Regierungsrat

Beim Kanton arbeitet nicht der Landei-Typ

Das Regierungsgebäude in Aarau. (Archiv)

Das Regierungsgebäude in Aarau. (Archiv)

Der Regierungsrat kann gar nichts mit der Idee von SVP-Grossrat Christoph Riner anfangen, die Verwaltung zu dezentralisieren.

Wieso muss sich im Kanton der Regionen die kantonale Verwaltung eigentlich am Standort Aarau konzentrieren? Das hat sich auch der mit dem Bestresultat im Bezirk Laufenburg wieder gewählte SVP-Grossrat Christoph Riner gefragt und in einem Postulat von der Regierung einen Bericht über die Möglichkeit zur Dezentralisierung einzelner Abteilungen und Amtsstellen verlangt.

Die Vorteile liegen für Riner auf der Hand: Eine gleichmässigere Verteilung der öffentlichen Arbeitsplätze über den ganzen Kanton trägt zur positiven Entwicklung der (Rand-)Regionen bei, gleichzeitig werden Pendlerwege in die Zentren entlastet und auch das örtliche Gewerbe kann profitieren. Und nicht zuletzt ortet der SVP-Politiker auch Sparpotenzial für den Kanton, weil die Immobilienpreise auf dem Land tiefer sind als im Zentrum Aarau. «In einigen Gemeinden er elf Bezirke stehen Gebäudekomplexe zu sehr günstigen Konditionen zur Verfügung», so Riner.

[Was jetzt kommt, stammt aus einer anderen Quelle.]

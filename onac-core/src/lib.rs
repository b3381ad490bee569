pub mod phase;
pub mod stimulus;
pub mod trial;

pub use phase::{PhaseDisplay, PhaseSchedule, PhaseSpec};
pub use stimulus::{AudioSink, NullAudio, SoundSpec, StimulusKind};
pub use trial::{MetronomeSpec, ResponseSpec, TrialRecord, TrialSpec, TrialState};
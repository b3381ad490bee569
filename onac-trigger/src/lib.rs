pub mod channel;
pub mod dispatcher;

pub use channel::{TriggerChannel, TriggerError, TriggerSink};
pub use dispatcher::TriggerDispatcher;
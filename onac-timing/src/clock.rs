use crate::timer::Timer;

/// Per-trial monotonic clock. `start` pins the trial's zero point; `elapsed`
/// is sampled once per refresh tick and is the only time the trial logic
/// ever sees. There is no independent timer thread behind this.
#[derive(Debug, Clone, Copy)]
pub struct TrialClock {
    start_ns: u64,
}

impl TrialClock {
    pub fn start(timer: &impl Timer) -> Self {
        Self {
            start_ns: timer.now_ns(),
        }
    }

    pub fn restart(&mut self, timer: &impl Timer) {
        self.start_ns = timer.now_ns();
    }

    /// Seconds since `start`, monotonically non-decreasing.
    pub fn elapsed(&self, timer: &impl Timer) -> f64 {
        timer.seconds_since(self.start_ns)
    }
}
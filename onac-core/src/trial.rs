use serde::{Deserialize, Serialize};

use crate::stimulus::{SoundSpec, StimulusKind};

/// Trial state machine. `Running(i)` carries the active phase index; the
/// `Running(i) -> Running(i + 1)` transition is where phase `i + 1`'s
/// trigger becomes due. `Completed` is terminal.
#[derive(Debug, Clone, Copy, PartialEq, Eq)]
pub enum TrialState {
    Idle,
    Armed,
    Running(usize),
    Completed,
}

/// Which phase accepts key input and which keys qualify.
#[derive(Debug, Clone, PartialEq)]
pub struct ResponseSpec {
    /// Index of the response-eligible phase.
    pub phase: usize,
    /// Qualifying keys; empty means any key qualifies.
    pub keys: Vec<String>,
    /// Expected answer, when the task scores correctness.
    pub correct: Option<String>,
    /// Whether a captured response ends the trial early (motor tasks).
    pub ends_trial: bool,
}

impl ResponseSpec {
    pub fn any_key(phase: usize) -> Self {
        Self {
            phase,
            keys: Vec::new(),
            correct: None,
            ends_trial: false,
        }
    }

    pub fn qualifies(&self, key: &str) -> bool {
        self.keys.is_empty() || self.keys.iter().any(|k| k == key)
    }
}

/// A sound repeated at a fixed period while a trial runs.
#[derive(Debug, Clone, PartialEq)]
pub struct MetronomeSpec {
    pub sound: SoundSpec,
    /// Seconds between beats.
    pub period: f64,
}

/// Everything needed to execute one timed stimulus-response unit.
/// Constructed from a stimulus-table row immediately before execution.
#[derive(Debug, Clone, PartialEq)]
pub struct TrialSpec {
    /// Stimulus identifier as recorded (file stem, condition text).
    pub id: String,
    pub condition: String,
    /// Presentation block this trial belongs to, for blocked tasks.
    pub block: Option<usize>,
    pub stimulus: StimulusKind,
    /// Text shown during a `Prompt` phase.
    pub prompt: Option<String>,
    /// Sound scheduled for the flip that opens the trial.
    pub sound: Option<SoundSpec>,
    /// Repeating sound inside the trial (the motor metronome).
    pub metronome: Option<MetronomeSpec>,
    /// One optional trigger code per phase, bound to that phase's start.
    pub phase_triggers: Vec<Option<u8>>,
    /// Trigger bound to trial completion.
    pub end_trigger: Option<u8>,
    pub response: Option<ResponseSpec>,
}

impl TrialSpec {
    /// A trial with no triggers, no sound and no response window.
    pub fn silent(id: impl Into<String>, condition: impl Into<String>, stimulus: StimulusKind) -> Self {
        Self {
            id: id.into(),
            condition: condition.into(),
            block: None,
            stimulus,
            prompt: None,
            sound: None,
            metronome: None,
            phase_triggers: Vec::new(),
            end_trigger: None,
            response: None,
        }
    }
}

/// Persisted outcome of one trial. Append-only: never edited after creation.
#[derive(Debug, Clone, PartialEq, Serialize, Deserialize)]
pub struct TrialRecord {
    pub trial: usize,
    pub block: Option<usize>,
    pub condition: String,
    pub stimulus: String,
    /// Trigger codes dispatched for this trial, in transmission order.
    pub triggers: String,
    /// Captured key, `None` when the window expired without a response.
    pub response: Option<String>,
    /// Seconds from response-window start; `None` when no response.
    pub reaction_time: Option<f64>,
    pub correct: Option<bool>,
}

Klingt eigentlich ganz interessant. Nur will die Regierung nichts, aber auch gar nichts vom Dezentralisierungsvorschlag wissen. Der Regierungsrat lässt in seiner ablehnenden Stellungnahme so gut wie keines des von Grossrat Riner vorgebrachten Argumente gelten. Angefangen beim Hinweis, dass die Dezentralisierung auch für die Bundesverwaltung ein Thema sei: Seit ihrem Wegzug aus Bern hätten die Bundesämter für Statistik (Neuenburg) und für Wohnungswesen (Grenchen) mit der Problematik zu kämpfen, dass dezentral untergebrachte Verwaltungseinheiten Mühe haben, in der interdepartementalen Koordination und Zusammenarbeit mitzuhalten, so der Regierungsrat. Und was die gerade aus SVP-Kreisen immer wieder angezweifelte Effizienz der kantonalen Verwaltung betrifft: Die würde deutlich leiden, wenn Mitarbeiter von Aussenstellen dauernd zu Sitzungen nach Aarau pendeln müssten.

Unattraktive Provinz

Der typische Verwaltungsangestellte ist offenbar der urbane Typ. Jedenfalls prophezeit die Regierung für den Fall einer Abkehr von der Strategie, den zentralen Standort Aarau zu stärken, dass der Kanton deutlich an Attraktivität als Arbeitgeber verlieren würde: Bei einer Verlagerung von Arbeitsplätzen in die Provinz wäre mit vermehrten Kündigungen zu rechnen und die Personalrekrutierung dürfte sich umso schwieriger gestalten, je peripherer ein Aussenstandort gelegen ist. Die Folge: Ein Wissensverlust, der sich negativ auf die Qualität der Arbeit auswirkt.

Und was ist mit der regionalpolitischen Ausgewogenheit? Es sei Sache der Gemeinden und Regionalplanungsverbände, die eigenen und unterschiedlichen Standortvorteile zu erkennen und zu nutzen, schreibt die Regierung. Auch bei einer weitgehenden Auslagerung kantonaler Arbeitsplätze könnten nicht alle Regionen berücksichtigt und die unterschiedlichen Entwicklungsmöglichkeiten ausgeglichen werden. Ausserdem schwant der Zentrale in Aarau bezüglich einer regionalen Verteilung der Amtsstellen Böses, wenn sie an die Erfahrungen mit dem Standortkonzept für die Berufs- und Mittelschulen zurückdenkt.

Bleibt das Kostenargument. Ist ebenfalls zumindest stark zu relativieren, heisst es aus Aarau. Wenn ein Gebäudekomplex in der Provinz zu günstigen Konditionen zu haben ist, bedeute das noch nicht, dass er sich für die Ansiedlung eines Dienstleistungsbetriebs wie einer kantonalen Verwaltung eignet. Umbau-, Unterhalts- und Betriebskosten müssten mitberücksichtigt werden. Und ein Objekt müsste auch ohne finanzielle Einbussen wieder veräusserbar sein, was an ungünstigen Lagen doch eher fraglich ist und dem Kanton das Risiko von Sonderabschreibungen einbrocken würde.